The getter device thus obtained was heated in air at 450 ° C. for 2 hours, and the amount of nickel oxide (NiO) produced was measured. As a result, it was confirmed that almost no NiO was produced. . Further, the getter device after heating in the atmosphere was installed in a vacuum container that was evacuated, and induction heating was performed by a high frequency from the outside to perform getter flash. Then, when the amount of scattered Ba and the amount of released gas at this time were measured, when the flash start time was 13 seconds,
The amount of scattering was 100 mg, and the amount of released gas was 9.8 Pa · l. Although the amount of scattering was slightly reduced, it was within the usable range.

[0024]

As described above, according to the getter device for an electron tube of the present invention, nickel oxide is scarcely generated even when it is heated at a high temperature in the atmosphere.

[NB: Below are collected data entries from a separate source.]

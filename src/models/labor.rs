use chrono::{DateTime, Utc};
use rust_decimal::Decimal;
use serde::{Deserialize, Serialize};

/// A worker. `daily_wage` is the base rate that attendance wages are
/// snapshotted from at mark time.
///
/// `workplace_id` defaults to empty on deserialization so that backup
/// documents written before workplaces existed still parse; the import path
/// assigns those records to a default workplace.
#[derive(Debug, Clone, Serialize, Deserialize, PartialEq)]
#[serde(rename_all = "camelCase")]
pub struct Labor {
    pub id: String,
    #[serde(default)]
    pub workplace_id: String,
    pub name: String,
    pub phone: String,
    #[serde(with = "rust_decimal::serde::float")]
    pub daily_wage: Decimal,
    pub created_at: DateTime<Utc>,
}

#[derive(Debug, Clone, Serialize, Deserialize, PartialEq)]
#[serde(rename_all = "camelCase")]
pub struct LaborCreateInput {
    pub name: String,
    pub phone: String,
    #[serde(with = "rust_decimal::serde::float")]
    pub daily_wage: Decimal,
}

#[derive(Debug, Clone, Serialize, Deserialize, Default, PartialEq)]
#[serde(rename_all = "camelCase")]
pub struct LaborUpdateInput {
    #[serde(default)]
    pub name: Option<String>,
    #[serde(default)]
    pub phone: Option<String>,
    #[serde(default, with = "rust_decimal::serde::float_option")]
    pub daily_wage: Option<Decimal>,
}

Oxidation is not caused, and thus a stable and uniform getter flash can be generated. Therefore, the getter device of the present invention exerts a particularly excellent effect on a high-quality electron tube and greatly contributes to the improvement of the quality and reliability of the electron tube.

[0025]

Claims (1)

[Claims] 1. A getter device for an electron tube, comprising a metal getter container filled with a getter material, wherein the getter material contains at least Ba—Al alloy powder and Ni—Al alloy powder. Getter device for electron tubes.